Sinus Infection Overview
Sinus infection, or sinusitis, is an inflammation of the sinuses and nasal passages. A sinus infection can cause a headache or pressure in the eyes, nose, cheek area, or on one side of the head. A person with a sinus infection may also have a cough, sore throat, fever, bad breath, and nasal congestion with thick nasal secretions. Sinusitis is categorized as acute (sudden onset) or chronic (long term, the most common type).
Sinusitis is very common. In 2010 there were 29.8 million adults diagnosed with sinusitis in the United States. In 2007 there were 12.5 million visits to health practitioners for chronic sinusitis alone.
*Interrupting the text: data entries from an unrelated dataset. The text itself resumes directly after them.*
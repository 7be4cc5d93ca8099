//! Coupon request and response bodies.

use bazaar::coupons::{Coupon, CouponDiscount};
use salvo::oapi::ToSchema;
use serde::{Deserialize, Serialize};

/// Validate Coupon Request
#[derive(Debug, Clone, Serialize, Deserialize, ToSchema)]
pub(crate) struct ValidateCouponRequest {
    /// Coupon code, matched ignoring case
    pub code: String,

    /// Cart subtotal the coupon would apply to
    pub subtotal: u64,
}

#[derive(Debug, Clone, Copy, PartialEq, Eq, Serialize, Deserialize, ToSchema)]
#[serde(rename_all = "SCREAMING_SNAKE_CASE")]
pub(crate) enum CouponKindBody {
    Percentage,
    Fixed,
}

#[derive(Debug, Serialize, Deserialize, ToSchema)]
#[serde(rename_all = "camelCase")]
pub(crate) struct CouponResponse {
    pub code: String,
    pub kind: CouponKindBody,

    /// Percentage off, e.g. `"12.5"`, for percentage coupons
    #[serde(default)]
    pub percent: Option<String>,

    /// Cap on a percentage discount
    #[serde(default)]
    pub max_discount: Option<u64>,

    /// Amount off, for fixed coupons
    #[serde(default)]
    pub amount: Option<u64>,

    #[serde(default)]
    pub min_purchase: Option<u64>,

    pub valid_from: String,
    pub valid_to: String,
}

impl From<Coupon> for CouponResponse {
    fn from(coupon: Coupon) -> Self {
        let (kind, percent, max_discount, amount) = match coupon.discount {
            CouponDiscount::Percentage {
                percent,
                max_discount,
            } => (
                CouponKindBody::Percentage,
                Some(percent.normalize().to_string()),
                max_discount,
                None,
            ),
            CouponDiscount::Fixed { amount } => (CouponKindBody::Fixed, None, None, Some(amount)),
        };

        CouponResponse {
            code: coupon.code.to_string(),
            kind,
            percent,
            max_discount,
            amount,
            min_purchase: coupon.min_purchase,
            valid_from: coupon.valid_from.to_string(),
            valid_to: coupon.valid_to.to_string(),
        }
    }
}

/// Validate Coupon Response
#[derive(Debug, Serialize, Deserialize, ToSchema)]
pub(crate) struct ValidateCouponResponse {
    /// Discount the coupon would grant on the given subtotal
    pub discount: u64,

    pub coupon: CouponResponse,
}
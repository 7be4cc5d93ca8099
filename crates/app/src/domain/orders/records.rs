//! Orders Records

use bazaar::{
    customers::PaymentMethod,
    orders::{
        Order, OrderItem, OrderNumber, OrderStatus, OrderUuid, PaymentReference, PaymentStatus,
    },
};
use jiff::Timestamp;
use uuid::Uuid;

/// Order Record, without its items.
#[derive(Debug, Clone, PartialEq, Eq)]
pub struct OrderRecord {
    pub uuid: OrderUuid,
    pub order_number: OrderNumber,
    pub customer_name: String,
    pub customer_phone: String,
    pub customer_address: String,
    pub customer_email: Option<String>,
    pub user_uuid: Option<Uuid>,
    pub payment_method: PaymentMethod,
    pub payment_reference: Option<PaymentReference>,
    pub subtotal: u64,
    pub discount: u64,
    pub total: u64,
    pub coupon_code: Option<String>,
    pub order_status: OrderStatus,
    pub payment_status: PaymentStatus,
    pub created_at: Timestamp,
    pub updated_at: Timestamp,
}

impl OrderRecord {
    #[must_use]
    pub fn with_items(self, items: Vec<OrderItem>) -> Order {
        Order {
            uuid: self.uuid,
            order_number: self.order_number,
            customer_name: self.customer_name,
            customer_phone: self.customer_phone,
            customer_address: self.customer_address,
            customer_email: self.customer_email,
            user_uuid: self.user_uuid,
            payment_method: self.payment_method,
            payment_reference: self.payment_reference,
            items,
            subtotal: self.subtotal,
            discount: self.discount,
            total: self.total,
            coupon_code: self.coupon_code,
            order_status: self.order_status,
            payment_status: self.payment_status,
            created_at: self.created_at,
            updated_at: self.updated_at,
        }
    }
}

/// Order Item Record
#[derive(Debug, Clone, PartialEq, Eq)]
pub struct OrderItemRecord {
    pub order_uuid: OrderUuid,
    pub position: u32,
    pub item: OrderItem,
}
//! Place Order Handler

use std::sync::Arc;

use salvo::{http::header::LOCATION, oapi::extract::JsonBody, prelude::*};

use crate::{
    errors::{ApiError, ErrorResponse},
    extensions::*,
    observability::{record_checkout_rejection, record_order_placed},
    orders::{
        errors::into_api_error,
        models::{OrderPlacedResponse, PlaceOrderRequest},
    },
    state::State,
};

/// Place Order Handler
///
/// Re-prices the submitted lines against the catalog, applies the coupon and
/// commits the order. Prices sent by the client are never trusted.
#[endpoint(
    tags("orders"),
    summary = "Place Order",
    responses(
        (status_code = StatusCode::CREATED, description = "Order placed", body = OrderPlacedResponse),
        (status_code = StatusCode::OK, description = "Idempotency key replayed", body = OrderPlacedResponse),
        (status_code = StatusCode::BAD_REQUEST, description = "Invalid input", body = ErrorResponse),
        (status_code = StatusCode::CONFLICT, description = "Product unavailable, insufficient stock or coupon exhausted", body = ErrorResponse),
        (status_code = StatusCode::UNPROCESSABLE_ENTITY, description = "Coupon invalid", body = ErrorResponse),
        (status_code = StatusCode::INTERNAL_SERVER_ERROR, description = "Internal Server Error"),
    ),
)]
pub(crate) async fn handler(
    json: JsonBody<PlaceOrderRequest>,
    depot: &mut Depot,
    res: &mut Response,
) {
    if let Err(error) = place_order(json.into_inner(), depot, res).await {
        if let Some(code) = error.code() {
            record_checkout_rejection(code);
        }

        res.render(error);
    }
}

async fn place_order(
    request: PlaceOrderRequest,
    depot: &Depot,
    res: &mut Response,
) -> Result<(), ApiError> {
    let state = depot.obtain_or_500::<Arc<State>>()?;

    let placed = state
        .app
        .orders
        .place_order(request.into())
        .await
        .map_err(into_api_error)?;

    if placed.replayed {
        res.status_code(StatusCode::OK);
    } else {
        record_order_placed();

        res.add_header(LOCATION, format!("/orders/{}", placed.order_number), true)
            .or_500("failed to set location header")?
            .status_code(StatusCode::CREATED);
    }

    res.render(Json(OrderPlacedResponse {
        order_number: placed.order_number.to_string(),
        total: placed.total,
        replayed: placed.replayed,
    }));

    Ok(())
}

#[cfg(test)]
mod tests {
    use bazaar::{
        catalog::{LineKey, ProductUuid},
        checkout::AssemblyError,
        coupons::CouponError,
        customers::ValidationErrors,
        orders::OrderUuid,
    };
    use bazaar_app::domain::orders::{MockOrdersService, OrdersServiceError, data::PlacedOrder};
    use salvo::test::{ResponseExt, TestClient};
    use serde_json::{Value, json};
    use testresult::TestResult;
    use uuid::Uuid;

    use crate::test_helpers::{TEST_ORDER_NUMBER, order_number, orders_service};

    use super::*;

    fn make_service(orders: MockOrdersService) -> Service {
        orders_service(orders, Router::with_path("orders").post(handler))
    }

    fn placed(replayed: bool) -> PlacedOrder {
        PlacedOrder {
            uuid: OrderUuid::new(),
            order_number: order_number(),
            total: 4500,
            replayed,
        }
    }

    fn body(product: Uuid) -> Value {
        json!({
            "customer": {
                "name": "Rahima Khatun",
                "phone": "01712345678",
                "address": "House 12, Road 4, Dhanmondi, Dhaka"
            },
            "payment": { "method": "COD" },
            "items": [{ "productId": product, "quantity": 2, "price": 1 }],
            "couponCode": "WELCOME10",
            "idempotencyKey": "checkout-42"
        })
    }

    #[tokio::test]
    async fn test_place_order_returns_201_with_order_number() -> TestResult {
        let product = Uuid::now_v7();

        let mut orders = MockOrdersService::new();

        orders
            .expect_place_order()
            .once()
            .withf(move |request| {
                request.items.len() == 1
                    && request.items.first().map(|line| line.product.into_uuid()) == Some(product)
                    && request.coupon_code.as_deref() == Some("WELCOME10")
                    && request.idempotency_key.as_deref() == Some("checkout-42")
            })
            .return_once(|_| Ok(placed(false)));

        let mut res = TestClient::post("http://example.com/orders")
            .json(&body(product))
            .send(&make_service(orders))
            .await;

        let location = res
            .headers()
            .get(LOCATION)
            .and_then(|value| value.to_str().ok())
            .map(ToOwned::to_owned);

        let response: OrderPlacedResponse = res.take_json().await?;

        assert_eq!(res.status_code, Some(StatusCode::CREATED));
        assert_eq!(location, Some(format!("/orders/{TEST_ORDER_NUMBER}")));
        assert_eq!(response.order_number, TEST_ORDER_NUMBER);
        assert_eq!(response.total, 4500);
        assert!(!response.replayed);

        Ok(())
    }

    #[tokio::test]
    async fn test_replayed_order_returns_200() -> TestResult {
        let mut orders = MockOrdersService::new();

        orders
            .expect_place_order()
            .once()
            .return_once(|_| Ok(placed(true)));

        let mut res = TestClient::post("http://example.com/orders")
            .json(&body(Uuid::now_v7()))
            .send(&make_service(orders))
            .await;

        let response: OrderPlacedResponse = res.take_json().await?;

        assert_eq!(res.status_code, Some(StatusCode::OK));
        assert!(response.replayed);

        Ok(())
    }

    #[tokio::test]
    async fn test_insufficient_stock_returns_409_with_line() -> TestResult {
        let product = ProductUuid::new();

        let mut orders = MockOrdersService::new();

        orders.expect_place_order().once().return_once(move |_| {
            Err(OrdersServiceError::Rejected(AssemblyError::InsufficientStock {
                line: LineKey::product(product),
                requested: 2,
                available: 1,
            }))
        });

        let mut res = TestClient::post("http://example.com/orders")
            .json(&body(product.into_uuid()))
            .send(&make_service(orders))
            .await;

        let response: ErrorResponse = res.take_json().await?;

        assert_eq!(res.status_code, Some(StatusCode::CONFLICT));
        assert_eq!(response.code, "INSUFFICIENT_STOCK");
        assert_eq!(response.available, Some(1));
        assert_eq!(
            response.line.map(|line| line.product_id),
            Some(product.into_uuid())
        );

        Ok(())
    }

    #[tokio::test]
    async fn test_invalid_checkout_returns_400_with_fields() -> TestResult {
        let mut orders = MockOrdersService::new();

        orders.expect_place_order().once().return_once(|_| {
            let mut errors = ValidationErrors::new();

            errors.push("customer.phone", "must be a Bangladeshi mobile number");

            Err(OrdersServiceError::Invalid(errors))
        });

        let mut res = TestClient::post("http://example.com/orders")
            .json(&body(Uuid::now_v7()))
            .send(&make_service(orders))
            .await;

        let response: ErrorResponse = res.take_json().await?;

        assert_eq!(res.status_code, Some(StatusCode::BAD_REQUEST));
        assert_eq!(response.code, "INVALID_INPUT");
        assert_eq!(
            response
                .fields
                .unwrap_or_default()
                .into_iter()
                .map(|field| field.field)
                .collect::<Vec<_>>(),
            ["customer.phone"]
        );

        Ok(())
    }

    #[tokio::test]
    async fn test_expired_coupon_returns_422_with_reason() -> TestResult {
        let mut orders = MockOrdersService::new();

        orders.expect_place_order().once().return_once(|_| {
            Err(OrdersServiceError::Rejected(AssemblyError::CouponInvalid(
                CouponError::Expired,
            )))
        });

        let mut res = TestClient::post("http://example.com/orders")
            .json(&body(Uuid::now_v7()))
            .send(&make_service(orders))
            .await;

        let response: ErrorResponse = res.take_json().await?;

        assert_eq!(res.status_code, Some(StatusCode::UNPROCESSABLE_ENTITY));
        assert_eq!(response.code, "COUPON_INVALID");
        assert_eq!(response.reason.as_deref(), Some("EXPIRED"));

        Ok(())
    }

    #[tokio::test]
    async fn test_malformed_body_never_reaches_service() {
        let mut orders = MockOrdersService::new();

        orders.expect_place_order().never();

        let res = TestClient::post("http://example.com/orders")
            .json(&json!({ "items": "lots" }))
            .send(&make_service(orders))
            .await;

        assert_eq!(res.status_code, Some(StatusCode::BAD_REQUEST));
    }
}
Here is an overview of the anatomy of the sinuses (also called paranasal sinuses). The human skull contains four major pairs of hollow air-filled cavities called sinuses. These are connected to the space between the nostrils and the nasal passage (behind your nose). Sinuses help insulate the skull, reduce its weight, and allow the voice to resonate within it. The four major pairs of sinuses are the:
The sinuses contain defenses against viruses and bacteria (germs). The sinuses are covered with a mucous layer and cells that contain tiny hairs on their surfaces (cilia). These help trap and propel bacteria and pollutants outward.
Acute sinusitis typically lasts less than eight weeks or occurs no more than three times per year with each episode lasting no longer than 10 days. Medications are generally effective against acute sinusitis. Successful treatment counteracts damage done to the mucous lining of the sinuses and surrounding bone of the skull.
Chronic or recurring sinusitis lasts longer than eight weeks or occurs more than four times per year, with symptoms usually lasting more than 20 days.